- _INPUT DATA_:
......

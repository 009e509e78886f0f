//! Shared test fixtures: an in-memory queue and a few canned handlers.
#![allow(dead_code)]

use std::collections::{HashSet, VecDeque};
use std::sync::atomic::{AtomicUsize, Ordering};
use std::sync::{Arc, Mutex};
use std::time::Duration;

use async_trait::async_trait;
use drover::{
    AckError, Handler, HandlerError, Message, MessageContext, QueueClient, TransportError,
};

/// In-memory queue double. Batches (or transport errors) are queued up
/// front and served in order; once drained, receives simulate a long poll
/// by sleeping for the requested wait time and returning empty.
#[derive(Default)]
pub struct FakeQueue {
    batches: Mutex<VecDeque<Result<Vec<Message>, TransportError>>>,
    deleted: Mutex<HashSet<String>>,
    acknowledged: Mutex<Vec<String>>,
    extend_calls: Mutex<Vec<String>>,
    receive_times: Mutex<Vec<tokio::time::Instant>>,
}

impl FakeQueue {
    pub fn new() -> Self {
        Self::default()
    }

    pub fn push_batch(&self, messages: Vec<Message>) {
        self.batches.lock().unwrap().push_back(Ok(messages));
    }

    pub fn push_transport_error(&self, reason: &str) {
        self.batches
            .lock()
            .unwrap()
            .push_back(Err(TransportError::new(reason)));
    }

    /// Pretend this receipt handle was deleted out from under us, so the
    /// next acknowledge reports `AlreadyDeleted`.
    pub fn mark_deleted(&self, receipt_handle: &str) {
        self.deleted.lock().unwrap().insert(receipt_handle.to_string());
    }

    pub fn acknowledged(&self) -> Vec<String> {
        self.acknowledged.lock().unwrap().clone()
    }

    pub fn extend_calls(&self) -> Vec<String> {
        self.extend_calls.lock().unwrap().clone()
    }

    pub fn receive_times(&self) -> Vec<tokio::time::Instant> {
        self.receive_times.lock().unwrap().clone()
    }

    pub fn receive_count(&self) -> usize {
        self.receive_times.lock().unwrap().len()
    }
}

impl QueueClient for FakeQueue {
    async fn receive_batch(
        &self,
        _max_messages: u32,
        wait_time: Duration,
    ) -> Result<Vec<Message>, TransportError> {
        self.receive_times
            .lock()
            .unwrap()
            .push(tokio::time::Instant::now());

        let next = self.batches.lock().unwrap().pop_front();
        match next {
            Some(result) => result,
            None => {
                tokio::time::sleep(wait_time).await;
                Ok(vec![])
            }
        }
    }

    async fn acknowledge(&self, message: &Message) -> Result<(), AckError> {
        if !self
            .deleted
            .lock()
            .unwrap()
            .insert(message.receipt_handle.clone())
        {
            return Err(AckError::AlreadyDeleted);
        }
        self.acknowledged
            .lock()
            .unwrap()
            .push(message.receipt_handle.clone());
        Ok(())
    }

    async fn extend_visibility(
        &self,
        message: &Message,
        _duration: Duration,
    ) -> Result<(), TransportError> {
        self.extend_calls
            .lock()
            .unwrap()
            .push(message.receipt_handle.clone());
        Ok(())
    }
}

/// Build a message routed to `pattern` via the default attribute extractor.
pub fn routed(receipt_handle: &str, pattern: &str) -> Message {
    Message::new(receipt_handle, Vec::new()).with_attribute("pattern", pattern)
}

pub struct OkHandler;

#[async_trait]
impl Handler<Vec<u8>> for OkHandler {
    async fn handle(&self, _: &Vec<u8>, _: &MessageContext<'_>) -> Result<(), HandlerError> {
        Ok(())
    }
}

pub struct FailHandler;

#[async_trait]
impl Handler<Vec<u8>> for FailHandler {
    async fn handle(&self, _: &Vec<u8>, _: &MessageContext<'_>) -> Result<(), HandlerError> {
        Err("handler blew up".into())
    }
}

pub struct SleepHandler {
    pub delay: Duration,
}

#[async_trait]
impl Handler<Vec<u8>> for SleepHandler {
    async fn handle(&self, _: &Vec<u8>, _: &MessageContext<'_>) -> Result<(), HandlerError> {
        tokio::time::sleep(self.delay).await;
        Ok(())
    }
}

/// Tracks how many invocations run concurrently and the peak reached.
pub struct GaugeHandler {
    pub delay: Duration,
    current: AtomicUsize,
    peak: AtomicUsize,
}

impl GaugeHandler {
    pub fn new(delay: Duration) -> Arc<Self> {
        Arc::new(Self {
            delay,
            current: AtomicUsize::new(0),
            peak: AtomicUsize::new(0),
        })
    }

    pub fn peak(&self) -> usize {
        self.peak.load(Ordering::SeqCst)
    }
}

#[async_trait]
impl Handler<Vec<u8>> for GaugeHandler {
    async fn handle(&self, _: &Vec<u8>, _: &MessageContext<'_>) -> Result<(), HandlerError> {
        let now = self.current.fetch_add(1, Ordering::SeqCst) + 1;
        self.peak.fetch_max(now, Ordering::SeqCst);
        tokio::time::sleep(self.delay).await;
        self.current.fetch_sub(1, Ordering::SeqCst);
        Ok(())
    }
}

......

- _WHAT YOU SHOULD DO_:
When "pattern" shows up in a line of the material, report that line.

- _EXERCISE ANSWER_:
/// Build a message routed to `pattern` via the default attribute extractor.
pub fn routed(receipt_handle: &str, pattern: &str) -> Message {
    Message::new(receipt_handle, Vec::new()).with_attribute("pattern", pattern)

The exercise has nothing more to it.